--- Exercise brief ---
Scan the records for the word "derive". Return each line where it is found.
Segment Start: Source data
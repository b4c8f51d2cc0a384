// Copyright 2025-Present Datadog, Inc. https://www.datadoghq.com/
// SPDX-License-Identifier: Apache-2.0

//! Time-bounded memo of the last connection probe.

use std::sync::Arc;
use std::time::{Duration, Instant};

use crate::clock::Clock;

#[derive(Debug, Clone, Copy)]
struct CachedStatus {
    available: bool,
    checked_at: Instant,
}

#[derive(Debug)]
pub struct ServiceStatusCache {
    clock: Arc<dyn Clock>,
    enabled: bool,
    ttl: Duration,
    cached: Option<CachedStatus>,
}

impl ServiceStatusCache {
    pub fn new(clock: Arc<dyn Clock>, enabled: bool, ttl: Duration) -> Self {
        ServiceStatusCache {
            clock,
            enabled,
            ttl,
            cached: None,
        }
    }

    /// Cached availability, if caching is on and the value is younger than
    /// the TTL.
    pub fn get(&self) -> Option<bool> {
        if !self.enabled {
            return None;
        }
        let cached = self.cached?;
        let age = self.clock.now().saturating_duration_since(cached.checked_at);
        (age < self.ttl).then_some(cached.available)
    }

    pub fn store(&mut self, available: bool) {
        if self.enabled {
            self.cached = Some(CachedStatus {
                available,
                checked_at: self.clock.now(),
            });
        }
    }

    pub fn invalidate(&mut self) {
        self.cached = None;
    }

    /// Turning the cache off also drops the stored value.
    pub fn set_enabled(&mut self, enabled: bool) {
        self.enabled = enabled;
        if !enabled {
            self.cached = None;
        }
    }

    pub fn is_enabled(&self) -> bool {
        self.enabled
    }

    pub fn ttl(&self) -> Duration {
        self.ttl
    }
}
Segment End: Source data
--- Solution for this problem ---
#[derive(Debug, Clone, Copy)]
#[derive(Debug)]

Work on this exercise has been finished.